=== Begin Enclosure ===

impl SimulatedPcm {
    /// Creates a controller whose flash holds `flash`
    pub fn new(flash: FirmwareImage) -> Self {
        Self {
            flash,
            faults: SimFaults::default(),
            counters: SimCounters::default(),
            seeds: [[0x12, 0x34, 0x0E], [0xAB, 0xCD, 0x5A]],
            voltage: PinVoltage::Off,
            configured: false,
            link_speed: LinkSpeed::Normal,
            salt: None,
            unlocked: 0,
            pending_seed: None,
            transfer: Transfer::None,
            staged: Vec::new(),
            commit: None,
            erasing: false,
            checksum_ok: None,
            filters: HashMap::new(),
            next_filter: 0,
            rx_queue: HashMap::new(),
        }
    }

    /// Creates a controller with faults enabled
    pub fn with_faults(flash: FirmwareImage, faults: SimFaults) -> Self {
        let mut pcm = Self::new(flash);
        pcm.faults = faults;
        pcm
    }

    /// Sets the seeds issued for level 1 and level 2
    pub fn set_seeds(&mut self, level1: [u8; 3], level2: [u8; 3]) {
        self.seeds = [level1, level2];
    }

    /// Current flash contents
    pub fn flash(&self) -> &FirmwareImage {
        &self.flash
    }

    /// Enabled faults
    pub fn faults_mut(&mut self) -> &mut SimFaults {
        &mut self.faults
    }

    /// Recorded tool activity
    pub fn counters(&self) -> &SimCounters {
        &self.counters
    }

    /// Current link speed
    pub fn link_speed(&self) -> LinkSpeed {
        self.link_speed
    }

    /// Current programming voltage
    pub fn voltage(&self) -> PinVoltage {
        self.voltage
    }

    /// Salt received with the last reflash entry
    pub fn salt(&self) -> Option<u8> {
        self.salt
    }

    fn general(msg: &SaeMessage, code: ResponseCode) -> SaeResponse {
        let mut data = vec![u8::from(msg.mode)];
        data.extend_from_slice(&msg.data);
        data.push(u8::from(code));
        SaeResponse::new(u8::from(SaeMode::GeneralResponse), &data)
    }

    fn positive(msg: &SaeMessage, data: &[u8]) -> SaeResponse {
        SaeResponse::new(msg.mode.positive_response(), data)
    }

    fn address(bytes: &[u8]) -> Option<u32> {
        match bytes {
            [a2, a1, a0] => Some(u32::from_be_bytes([0, *a2, *a1, *a0])),
            _ => None,
        }
    }

    fn read_by_address(&mut self, msg: &SaeMessage) -> SaeResponse {
        let data = Self::address(&msg.data).and_then(|a| self.flash.read_bytes(a, 4).ok());
        match data {
            Some(d) => Self::positive(msg, d),
            None => Self::general(msg, ResponseCode::RequestOutOfRange),
        }
    }

    fn security_access(&mut self, msg: &SaeMessage) -> SaeResponse {
        if self.salt.is_none() {
            return Self::general(msg, ResponseCode::ConditionsNotCorrect);
        }
        match msg.data.as_slice() {
            [REQUEST_SEED] => {
                let level = match self.unlocked {
                    0 => SecurityLevel::Level1,
                    1 if self.faults.withhold_level2_seed => return Self::positive(msg, &[]),
                    1 => SecurityLevel::Level2,
                    _ => return Self::general(msg, ResponseCode::ConditionsNotCorrect),
                };
                let seed = self.seeds[level as usize];
                self.pending_seed = Some((level, seed));
                Self::positive(msg, &seed)
            }
            [SEND_KEY, k0, k1] => {
                let (Some((level, seed)), Some(salt)) = (self.pending_seed.take(), self.salt) else {
                    return Self::general(msg, ResponseCode::ConditionsNotCorrect);
                };
                let rejected = match level {
                    SecurityLevel::Level1 => {
                        self.counters.level1_keys += 1;
                        self.faults.reject_level1_key
                    }
                    SecurityLevel::Level2 => {
                        self.counters.level2_keys += 1;
                        self.faults.reject_level2_key
                    }
                };
                if !rejected && derive_key(level, seed, salt) == [*k0, *k1] {
                    self.unlocked += 1;
                    Self::general(msg, ResponseCode::SecurityAccessAllowed)
                } else {
                    Self::general(msg, ResponseCode::InvalidKey)
                }
            }
            _ => Self::general(msg, ResponseCode::SubFunctionNotSupported),
        }
    }

    fn erase(&mut self) -> ReflashResult<()> {
        for bank in [Bank::Bank0, Bank::Bank1, Bank::Bank8, Bank::Bank9] {
            if let Some(len) = self.flash.variant().bank_len(bank) {
                self.flash.write_bytes(bank.base_address(), &vec![0xFF; len])?;
            }
        }
        self.counters.erases += 1;
        Ok(())
    }

    fn start_routine(&mut self, msg: &SaeMessage) -> SaeResponse {
        let Some((routine, params)) = msg.data.split_first() else {
            return Self::general(msg, ResponseCode::SubFunctionNotSupported);
        };
        let routine = DiagRoutine::from(*routine);
        if routine != DiagRoutine::ReflashEntry && self.unlocked == 0 {
            return Self::general(msg, ResponseCode::SecurityAccessDenied);
        }
        let code = match (routine, params) {
            (DiagRoutine::ReflashEntry, [0x00, 0xD8, salt, 0x00]) => {
                self.counters.entry_requests += 1;
                if self.faults.reject_entry || self.voltage == PinVoltage::Off {
                    ResponseCode::ConditionsNotCorrect
                } else {
                    self.salt = Some(*salt);
                    self.unlocked = 0;
                    self.pending_seed = None;
                    ResponseCode::Affirmative
                }
            }
            (DiagRoutine::BaudRate, [BAUD_RATE_83K]) => {
                if self.faults.refuse_baud_change || self.unlocked < 2 {
                    ResponseCode::ConditionsNotCorrect
                } else {
                    ResponseCode::Affirmative
                }
            }
            (DiagRoutine::EraseFlash, []) => {
                self.erasing = true;
                ResponseCode::RoutineNotComplete
            }
            (DiagRoutine::WriteFlash, []) if self.commit.is_some() => ResponseCode::RoutineNotComplete,
            (DiagRoutine::Checksum, [hi, lo]) => {
                let sent = u16::from_be_bytes([*hi, *lo]);
                self.counters.checksums.push(sent);
                self.checksum_ok = Some(!self.faults.fail_checksum && sent == self.flash.checksum() as u16);
                ResponseCode::RoutineNotComplete
            }
            _ => ResponseCode::ConditionsNotCorrect,
        };
        Self::general(msg, code)
    }

    fn stop_routine(&mut self, msg: &SaeMessage) -> SaeResponse {
        let code = match msg.data.first().map(|r| DiagRoutine::from(*r)) {
            Some(DiagRoutine::EraseFlash) if self.erasing => {
                self.erasing = false;
                match self.erase() {
                    Ok(()) => ResponseCode::Affirmative,
                    Err(e) => {
                        warn!("SIM erase failed: {e}");
                        ResponseCode::GeneralReject
                    }
                }
            }
            Some(DiagRoutine::WriteFlash) => match self.commit.take() {
                Some((address, block)) => match self.flash.write_bytes(address, &block) {
                    Ok(()) => {
                        self.counters.commits.push(address);
                        ResponseCode::Affirmative
                    }
                    Err(_) => ResponseCode::GeneralReject,
                },
                None => ResponseCode::ConditionsNotCorrect,
            },
            Some(DiagRoutine::Checksum) => match self.checksum_ok.take() {
                Some(true) => ResponseCode::Affirmative,
                Some(false) => ResponseCode::GeneralReject,
                None => ResponseCode::ConditionsNotCorrect,
            },
            _ => ResponseCode::ConditionsNotCorrect,
        };
        Self::general(msg, code)
    }

    fn transfer_request(&mut self, msg: &SaeMessage) -> SaeResponse {
        let address = match msg.data.as_slice() {
            [0x80, 0x04, 0x00, a @ ..] => Self::address(a),
            _ => None,
        };
        let Some(address) = address.filter(|_| self.unlocked > 0) else {
            return Self::general(msg, ResponseCode::ConditionsNotCorrect);
        };

        if msg.mode == SaeMode::RequestUpload {
            self.counters.upload_requests += 1;
            let Some(block) = self
                .flash
                .read_bytes(address, BLOCK_LEN)
                .ok()
                .and_then(|b| <&[u8; BLOCK_LEN]>::try_from(b).ok())
            else {
                return Self::general(msg, ResponseCode::UploadNotAccepted);
            };
            let mut packets: Vec<Vec<u8>> = transfer::download_packets(block)
                .into_iter()
                .map(|p| p.data)
                .collect();
            packets.truncate(packets.len().saturating_sub(self.faults.drop_upload_packets));
            self.queue_rx(u8::from(SaeMode::DataTransfer), packets);
            self.transfer = Transfer::Upload;
        } else {
            self.counters.download_requests += 1;
            if self.flash.read_bytes(address, BLOCK_LEN).is_err() {
                return Self::general(msg, ResponseCode::DownloadNotAccepted);
            }
            self.staged.clear();
            self.transfer = Transfer::Download(address);
        }
        Self::general(msg, ResponseCode::Affirmative)
    }

    fn transfer_exit(&mut self, msg: &SaeMessage) -> SaeResponse {
        let code = match std::mem::replace(&mut self.transfer, Transfer::None) {
            Transfer::None => ResponseCode::ConditionsNotCorrect,
            Transfer::Upload => ResponseCode::Affirmative,
            Transfer::Download(address) => {
                let staged = std::mem::take(&mut self.staged);
                if let Some(code) = self.faults.download_exit_code {
                    code
                } else if self.faults.always_recoverable {
                    ResponseCode::FailWithoutResults
                } else if self.faults.recoverable_failures > 0 {
                    self.faults.recoverable_failures -= 1;
                    ResponseCode::FailWithoutResults
                } else if staged.len() != BLOCK_LEN + 2 {
                    ResponseCode::TransferSuspended
                } else {
                    let (block, cs) = staged.split_at(BLOCK_LEN);
                    if transfer::block_checksum(block).to_be_bytes() == cs {
                        self.commit = Some((address, block.to_vec()));
                        ResponseCode::Affirmative
                    } else {
                        ResponseCode::BlockChecksumError
                    }
                }
            }
        };
        Self::general(msg, code)
    }

    fn queue_rx(&mut self, mode: u8, payloads: Vec<Vec<u8>>) {
        for (id, (source, filter_mode)) in &self.filters {
            if *source == PCM_ADDRESS && *filter_mode == mode {
                self.rx_queue.entry(*id).or_default().extend(payloads.iter().cloned());
            }
        }
    }
}
#![warn(
    missing_docs,
    missing_debug_implementations,
    missing_copy_implementations,
    trivial_numeric_casts,
    unused_import_braces,
    unused_qualifications,
    clippy::uninlined_format_args
)]

//! A crate for reading and reprogramming ("reflashing") Ford SCP powertrain controllers
//! over the J1850 PWM data-link.
//!
//! ## What this crate does
//!
//! The reflash engine authenticates with an engine/transmission controller, detects its
//! memory layout, and performs full firmware upload (read) and download (erase + program)
//! cycles, with the controller's on-device checksum routine as the final gate.
//!
//! The pieces, leaf first:
//! * [security] - The seed/key challenge-response cipher used to unlock programming access
//! * [image::identity] - Codec for the 256 byte identity block (VIN, PATS key, strategy) embedded in firmware
//! * [image] - Fixed layout firmware image, split into memory banks sized by [image::RomVariant]
//! * [reflash] - The session controller: handshake, memory probe, block transfer, erase and checksum
//!
//! ## Hardware
//!
//! The engine talks to the bus through the [channel::PwmChannel] trait. A J1850 PWM channel
//! built on a raw frame device is provided in [hardware::pwm], and [hardware::simulation]
//! contains a simulated controller which is useful for testing without a vehicle.
//!
//! **WARNING** Reflashing a controller can leave it unable to start the vehicle if interrupted.
//! Ensure a stable supply voltage before running a write cycle.

use strum_macros::EnumDiscriminants;

pub mod channel;
pub mod hardware;
pub mod image;
pub mod j2190;
pub mod reflash;
pub mod security;

pub use channel::ChannelError;
pub use image::RomVariant;

/// Reflash engine result
pub type ReflashResult<T> = Result<T, ReflashError>;

#[derive(Debug, thiserror::Error, EnumDiscriminants)]
#[strum_discriminants(name(ReflashErrorKind), derive(Hash, strum_macros::Display))]
/// Reflash engine error
pub enum ReflashError {
    /// Address and/or length is not fully contained in any bank of the image
    #[error("Address 0x{address:06X} (length 0x{len:X}) is outside of every memory bank")]
    BoundsError {
        /// Requested start address
        address: u32,
        /// Requested length in bytes
        len: usize,
    },
    /// None of the memory layout probe addresses could be read
    #[error("Memory layout is unknown, no probe address responded")]
    UnknownLayout,
    /// Firmware image being written was built for a different controller layout
    #[error("Firmware image is for {image:?}, but target controller is {target:?}")]
    LayoutMismatch {
        /// Layout of the image
        image: RomVariant,
        /// Layout probed on the controller
        target: RomVariant,
    },
    /// Controller refused to enter reflash mode
    #[error("Controller rejected reflash entry")]
    EntryRejected,
    /// Level 1 security access was denied
    #[error("Security access level 1 denied")]
    Level1Denied,
    /// Level 2 security access was denied
    #[error("Security access level 2 denied")]
    Level2Denied,
    /// Block download kept failing with a recoverable response
    #[error("Block at 0x{address:06X} failed to transfer after {attempts} attempts")]
    TransferRetryExhausted {
        /// Target address of the failing block
        address: u32,
        /// Number of attempts made
        attempts: u32,
    },
    /// Controller responded with something unexpected for the current step
    #[error("Unexpected response during {step}: {detail}")]
    ProtocolError {
        /// Protocol step which failed
        step: &'static str,
        /// What was received instead
        detail: String,
    },
    /// On-device checksum routine did not confirm the image checksum
    #[error("On-device checksum verification failed")]
    ChecksumMismatch,
    /// Controller presence broadcast was not seen in time
    #[error("No presence broadcast from controller within {0}ms")]
    BroadcastTimeout(u32),
    /// Firmware file length does not match any known layout
    #[error("Firmware file size 0x{0:X} does not match any known layout")]
    ImageSizeUnknown(usize),
    /// The session previously failed and cannot be reused
    #[error("Reflash session already failed ({0}), a new session is required")]
    SessionFailed(ReflashErrorKind),
    /// Error with underlying communication channel
    #[error("Reflash channel error")]
    ChannelError(
        #[from]
        #[source]
        ChannelError,
    ),
}

impl ReflashError {
    pub(crate) fn protocol(step: &'static str, detail: impl Into<String>) -> Self {
        Self::ProtocolError {
            step,
            detail: detail.into(),
        }
    }
}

=== End Enclosure ===

- TASK GOAL -
Start at the first line of the material and transcribe each line exactly, stopping once the line containing "fn general(msg: &SaeMessage, code: ResponseCode)" has been written.

- WRITTEN REPLY -
impl SimulatedPcm {
    /// Creates a controller whose flash holds `flash`
    pub fn new(flash: FirmwareImage) -> Self {
        Self {
            flash,
            faults: SimFaults::default(),
            counters: SimCounters::default(),
            seeds: [[0x12, 0x34, 0x0E], [0xAB, 0xCD, 0x5A]],
            voltage: PinVoltage::Off,
            configured: false,
            link_speed: LinkSpeed::Normal,
            salt: None,
            unlocked: 0,
            pending_seed: None,
            transfer: Transfer::None,
            staged: Vec::new(),
            commit: None,
            erasing: false,
            checksum_ok: None,
            filters: HashMap::new(),
            next_filter: 0,
            rx_queue: HashMap::new(),
        }
    }

    /// Creates a controller with faults enabled
    pub fn with_faults(flash: FirmwareImage, faults: SimFaults) -> Self {
        let mut pcm = Self::new(flash);
        pcm.faults = faults;
        pcm
    }

    /// Sets the seeds issued for level 1 and level 2
    pub fn set_seeds(&mut self, level1: [u8; 3], level2: [u8; 3]) {
        self.seeds = [level1, level2];
    }

    /// Current flash contents
    pub fn flash(&self) -> &FirmwareImage {
        &self.flash
    }

    /// Enabled faults
    pub fn faults_mut(&mut self) -> &mut SimFaults {
        &mut self.faults
    }

    /// Recorded tool activity
    pub fn counters(&self) -> &SimCounters {
        &self.counters
    }

    /// Current link speed
    pub fn link_speed(&self) -> LinkSpeed {
        self.link_speed
    }

    /// Current programming voltage
    pub fn voltage(&self) -> PinVoltage {
        self.voltage
    }

    /// Salt received with the last reflash entry
    pub fn salt(&self) -> Option<u8> {
        self.salt
    }

    fn general(msg: &SaeMessage, code: ResponseCode) -> SaeResponse {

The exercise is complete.